Not at all, it's for people who think that Storm can't be beaten because it comes from you. I see a lot of stupid comments on forums about that story Apogee Vs Storm, I am under the impression that we've got kids in a fight to know who got the best toy and Swiftech brake their dreams with its new model... "OMG, Apogee is 0.5°C better @100W, what a drama", it's the feeling that a lot of people give me, but they aren't be able to understand what tests give us and what they represent really on a real machine.
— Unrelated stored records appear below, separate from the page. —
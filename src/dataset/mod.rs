//! Synthetic Grid Data
//!
//! - **types**: Row, Strategy, Location, Dataset
//! - **generator**: Random dataset generation
//! - **cycler**: Round-robin rotation over precomputed datasets
//!
//! # Example
//!
//! ```rust
//! use gridpulse::dataset::DatasetCycler;
//!
//! let mut cycler = DatasetCycler::with_seed(2, 3, 7);
//! let first = cycler.advance();
//! let _second = cycler.advance();
//! assert_eq!(cycler.advance(), first);
//! ```

pub mod cycler;
pub mod generator;
pub mod types;

pub use cycler::DatasetCycler;
pub use generator::{generate_dataset, generate_datasets};
pub use types::{Dataset, Location, Row, Strategy};
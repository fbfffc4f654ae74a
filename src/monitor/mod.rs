//! Rate Monitoring & Alerting
//!
//! - **rate**: Per-tick rate computation, chart samples, alert policy
//! - **alerts**: Alert types and the bounded alert list
//! - **gaps**: Pluggable synthetic pause injection
//!
//! # Alert policy
//!
//! | Condition                  | Effect                         |
//! |----------------------------|--------------------------------|
//! | rate == 0 or paused        | raise `NoUpdates`              |
//! | rate > high-rate threshold | raise `HighRate`               |
//! | otherwise                  | clear `NoUpdates`              |
//!
//! Raising replaces any standing alert of the same kind, so a sustained
//! condition shows one alert carrying the latest value.

pub mod alerts;
pub mod gaps;
pub mod rate;

pub use alerts::{Alert, AlertBook, AlertKind};
pub use gaps::{GapPlan, GapStrategy, GapTimer, GapTransition, NoGaps, RandomGaps};
pub use rate::{
    compute_rate, AlertAction, MonitorConfig, MonitorTick, RateMonitor, RateSample, GAP_MESSAGE,
};
//! Dashboard Driver
//!
//! Wires the render loop, rate monitor, gap timer and stream panel to a grid
//! and runs them from one task.
//!
//! ```text
//!   Command ──mpsc──▶ ┌────────────┐ ──apply_update──▶ GridSink
//!                     │ Dashboard  │
//!   frame / monitor / │  (select!) │ ──broadcast──▶ DashboardEvent
//!   gap / stream tick │            │ ──watch──────▶ DashboardSnapshot
//!                     └────────────┘
//! ```

mod error;
mod scheduler;
mod state;

pub use error::{DashboardError, DashboardResult};
pub use scheduler::{Dashboard, DashboardHandle};
pub use state::{DashboardSnapshot, PauseState};
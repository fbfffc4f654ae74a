//! Dashboard Message Types
//!
//! Commands flow from the grid widget and controls into the dashboard;
//! events flow out to whatever presents the rate chart and alert panel.

use serde::{Deserialize, Serialize};

use crate::monitor::{Alert, AlertKind, RateSample};

/// Messages sent into the running dashboard
#[derive(Debug, Clone, PartialEq, Eq, Deserialize)]
#[serde(tag = "type", rename_all = "snake_case")]
pub enum Command {
    /// Flip the user pause flag
    TogglePause,
    /// Set the user pause flag explicitly
    SetPaused { paused: bool },
    /// The widget scrolled; first and last displayed row indices
    ViewportChanged { first: usize, last: usize },
    /// A column filter popup opened
    FilterOpened,
    /// The column filter popup closed
    FilterClosed,
    /// A cell editor started
    CellEditStarted,
    /// The cell editor stopped
    CellEditStopped,
    /// Stop the dashboard
    Shutdown,
}

/// What toggled the pause flag
#[derive(Debug, Clone, Copy, PartialEq, Eq, Serialize, Deserialize)]
#[serde(rename_all = "snake_case")]
pub enum PauseSource {
    /// The user pressed pause/resume
    User,
    /// The synthetic gap timer
    Gap,
}

/// Messages published by the running dashboard
#[derive(Debug, Clone, PartialEq, Serialize)]
#[serde(tag = "type", rename_all = "snake_case")]
pub enum DashboardEvent {
    /// A new chart sample from the rate monitor
    RateSample(RateSample),
    /// An alert was raised (or refreshed)
    AlertRaised { alert: Alert },
    /// Standing alerts of a kind were cleared
    AlertCleared { kind: AlertKind },
    /// The effective pause state changed
    PauseChanged { paused: bool, source: PauseSource },
    /// New moving average from the stream processor
    StreamAverage { average: f64 },
}

impl DashboardEvent {
    /// Short name used as a log field
    pub fn name(&self) -> &'static str {
        match self {
            DashboardEvent::RateSample(_) => "rate_sample",
            DashboardEvent::AlertRaised { .. } => "alert_raised",
            DashboardEvent::AlertCleared { .. } => "alert_cleared",
            DashboardEvent::PauseChanged { .. } => "pause_changed",
            DashboardEvent::StreamAverage { .. } => "stream_average",
        }
    }
}
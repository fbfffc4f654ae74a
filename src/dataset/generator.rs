//! Synthetic dataset generation
//!
//! Every dataset holds rows `1..=rows` with agents cycling through twenty
//! names and strategy, location and risk drawn uniformly at random.

use rand::seq::SliceRandom;
use rand::Rng;

use super::types::{Dataset, Location, Row, Strategy};

/// Number of distinct agent names
pub const AGENT_POOL: u32 = 20;

/// Exclusive upper bound of the risk score
pub const MAX_RISK: u32 = 100;

/// Generate `count` datasets of `rows` rows each
pub fn generate_datasets<R: Rng + ?Sized>(count: usize, rows: usize, rng: &mut R) -> Vec<Dataset> {
    (0..count).map(|_| generate_dataset(rows, rng)).collect()
}

/// Generate a single dataset of `rows` rows
pub fn generate_dataset<R: Rng + ?Sized>(rows: usize, rng: &mut R) -> Dataset {
    (0..rows as u32)
        .map(|j| {
            Row::new(
                j + 1,
                format!("Agent {}", (j % AGENT_POOL) + 1),
                *Strategy::all().choose(rng).unwrap_or(&Strategy::Momentum),
                *Location::all().choose(rng).unwrap_or(&Location::NewYork),
                rng.gen_range(0..MAX_RISK),
            )
        })
        .collect::<Vec<_>>()
        .into()
}

#[cfg(test)]
mod tests {
    use super::*;
    use rand::rngs::StdRng;
    use rand::SeedableRng;

    #[test]
    fn test_generated_shape() {
        let mut rng = StdRng::seed_from_u64(7);
        let datasets = generate_datasets(3, 1000, &mut rng);

        assert_eq!(datasets.len(), 3);
        for dataset in &datasets {
            assert_eq!(dataset.len(), 1000);
            assert_eq!(dataset[0].id, 1);
            assert_eq!(dataset[999].id, 1000);
            assert!(dataset.iter().all(|r| r.risk < MAX_RISK));
        }
    }

    #[test]
    fn test_agent_names_cycle() {
        let mut rng = StdRng::seed_from_u64(1);
        let dataset = generate_dataset(41, &mut rng);

        assert_eq!(dataset[0].agent, "Agent 1");
        assert_eq!(dataset[19].agent, "Agent 20");
        assert_eq!(dataset[20].agent, "Agent 1");
        assert_eq!(dataset[40].agent, "Agent 1");
    }

    #[test]
    fn test_seeded_generation_is_reproducible() {
        let a = generate_dataset(50, &mut StdRng::seed_from_u64(99));
        let b = generate_dataset(50, &mut StdRng::seed_from_u64(99));
        assert_eq!(a, b);
    }

    #[test]
    fn test_zero_rows() {
        let mut rng = StdRng::seed_from_u64(0);
        assert!(generate_dataset(0, &mut rng).is_empty());
        assert!(generate_datasets(0, 10, &mut rng).is_empty());
    }
}
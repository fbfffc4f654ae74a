//! Stream Processor
//!
//! Secondary panel that keeps a short time window of incoming values,
//! reports their moving average, and logs an alert every time the average
//! leaves its bounds. Unlike the rate panel, bound alerts are not
//! de-duplicated: each breach is a new entry.

use rand::Rng;
use std::collections::VecDeque;
use std::time::Duration;
use tokio::time::Instant;

use crate::monitor::{Alert, AlertBook, AlertKind};

/// Stream processor settings
#[derive(Debug, Clone)]
pub struct StreamConfig {
    /// How long a value stays in the averaging window
    pub window: Duration,
    /// Averages below this raise a low-bound alert
    pub lower_bound: f64,
    /// Averages above this raise a high-bound alert
    pub upper_bound: f64,
    pub max_alerts: usize,
}

impl Default for StreamConfig {
    fn default() -> Self {
        Self {
            window: Duration::from_millis(1000),
            lower_bound: 0.0,
            upper_bound: 10_000.0,
            max_alerts: 5,
        }
    }
}

/// Values received within a trailing time window
#[derive(Debug, Clone)]
pub struct MessageWindow {
    entries: VecDeque<(f64, Instant)>,
    window: Duration,
}

impl MessageWindow {
    pub fn new(window: Duration) -> Self {
        Self {
            entries: VecDeque::new(),
            window,
        }
    }

    /// Drop values older than the window, then add `value`
    pub fn enqueue(&mut self, value: f64, now: Instant) {
        while let Some(&(_, at)) = self.entries.front() {
            if now.saturating_duration_since(at) <= self.window {
                break;
            }
            self.entries.pop_front();
        }
        self.entries.push_back((value, now));
    }

    /// Mean of the values in the window, or zero when empty
    pub fn average(&self) -> f64 {
        if self.entries.is_empty() {
            return 0.0;
        }
        self.entries.iter().map(|(v, _)| v).sum::<f64>() / self.entries.len() as f64
    }

    /// Values in arrival order
    pub fn values(&self) -> impl Iterator<Item = f64> + '_ {
        self.entries.iter().map(|(v, _)| *v)
    }

    pub fn len(&self) -> usize {
        self.entries.len()
    }

    pub fn is_empty(&self) -> bool {
        self.entries.is_empty()
    }
}

/// Moving-average monitor with bound alerts
#[derive(Debug, Clone)]
pub struct StreamProcessor {
    config: StreamConfig,
    window: MessageWindow,
    alerts: AlertBook,
    average: f64,
}

impl StreamProcessor {
    pub fn new(config: StreamConfig) -> Self {
        let window = MessageWindow::new(config.window);
        let alerts = AlertBook::new(config.max_alerts);
        Self {
            config,
            window,
            alerts,
            average: 0.0,
        }
    }

    /// Take in one value; returns the new average and any alert raised
    pub fn process(&mut self, value: f64, now: Instant) -> (f64, Option<Alert>) {
        self.window.enqueue(value, now);
        self.average = self.window.average();

        let kind = if self.average < self.config.lower_bound {
            Some(AlertKind::BelowBound)
        } else if self.average > self.config.upper_bound {
            Some(AlertKind::AboveBound)
        } else {
            None
        };

        let alert = kind.map(|kind| {
            tracing::debug!(%kind, average = self.average, "Stream average out of bounds");
            self.alerts.push(kind, format!("Value: {:.2}", self.average))
        });

        (self.average, alert)
    }

    /// Feed a uniformly random value in `[0, max_value)`
    pub fn process_random<R: Rng + ?Sized>(
        &mut self,
        rng: &mut R,
        max_value: f64,
        now: Instant,
    ) -> (f64, Option<Alert>) {
        let value = if max_value > 0.0 {
            rng.gen_range(0.0..max_value)
        } else {
            0.0
        };
        self.process(value, now)
    }

    pub fn average(&self) -> f64 {
        self.average
    }

    pub fn window(&self) -> &MessageWindow {
        &self.window
    }

    /// Bound alerts, newest first
    pub fn alerts(&self) -> &[Alert] {
        self.alerts.alerts()
    }
}

#[cfg(test)]
mod tests {
    use super::*;
    use rand::rngs::StdRng;
    use rand::SeedableRng;

    fn ms(n: u64) -> Duration {
        Duration::from_millis(n)
    }

    #[test]
    fn test_window_evicts_old_values() {
        let t0 = Instant::now();
        let mut window = MessageWindow::new(ms(1000));

        window.enqueue(10.0, t0);
        window.enqueue(20.0, t0 + ms(500));
        window.enqueue(30.0, t0 + ms(1000));
        assert_eq!(window.len(), 3);

        // 10.0 is now 1001ms old
        window.enqueue(40.0, t0 + ms(1001));
        assert_eq!(window.values().collect::<Vec<_>>(), vec![20.0, 30.0, 40.0]);
        assert!((window.average() - 30.0).abs() < 1e-9);
    }

    #[test]
    fn test_empty_window_average() {
        assert_eq!(MessageWindow::new(ms(1000)).average(), 0.0);
    }

    #[test]
    fn test_above_bound_alerts_accumulate() {
        let t0 = Instant::now();
        let mut processor = StreamProcessor::new(StreamConfig::default());

        let (avg, alert) = processor.process(5_000.0, t0);
        assert_eq!(avg, 5_000.0);
        assert!(alert.is_none());

        let (_, alert) = processor.process(20_000.0, t0 + ms(100));
        let alert = alert.unwrap();
        assert_eq!(alert.kind, AlertKind::AboveBound);
        assert_eq!(alert.message, "Value: 12500.00");

        processor.process(20_000.0, t0 + ms(200));
        assert_eq!(processor.alerts().len(), 2);
    }

    #[test]
    fn test_below_bound() {
        let config = StreamConfig {
            lower_bound: 100.0,
            ..StreamConfig::default()
        };
        let mut processor = StreamProcessor::new(config);
        let (_, alert) = processor.process(50.0, Instant::now());
        assert_eq!(alert.unwrap().kind, AlertKind::BelowBound);
    }

    #[test]
    fn test_alert_cap() {
        let t0 = Instant::now();
        let mut processor = StreamProcessor::new(StreamConfig::default());
        for i in 0..50 {
            processor.process(50_000.0, t0 + ms(i * 100));
        }
        assert_eq!(processor.alerts().len(), 5);
    }

    #[test]
    fn test_random_values_in_range() {
        let t0 = Instant::now();
        let mut rng = StdRng::seed_from_u64(5);
        let mut processor = StreamProcessor::new(StreamConfig::default());
        for i in 0..20 {
            processor.process_random(&mut rng, 15_000.0, t0 + ms(i * 100));
        }
        assert!(processor.window().values().all(|v| (0.0..15_000.0).contains(&v)));
    }
}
There are so many factors involved in these measurements that you can't say what are exactly the absolute performances, it's always relative to others factors like the heated system in this particular case...

Actual processors have an IHS, we can't neglect it (should we?) and if someone think the contrary, he's wrong. You want correct data? You have to replicate a similar system to reproduce as close as possible the thermal behaviour of a real product, naked dies are good for some things, not for all of them. No difficulties to understand that fact I think ? I don't say that TTV is the St Graal, it's a different way to measure, but why TTV will be less interesting than a simple die? Show us some true evidence if you are so categorical (it's a general question, not yo you Cathar). You're arguing using some pretexts which can be determined and measured if a good cross study is made, but nobody makes it, is it my fault? Effects are common to all WB measured on a same system and this is why multiple mounting are required for example, we don't need to know how TIM will react exactly because it will react in a same manner each time (flat IHS, same pressure, multliple alternate mountings, etc.) and you could control it if you really want. All is relative !! Again, thermal management is not a simple science, not at all, especially int this case...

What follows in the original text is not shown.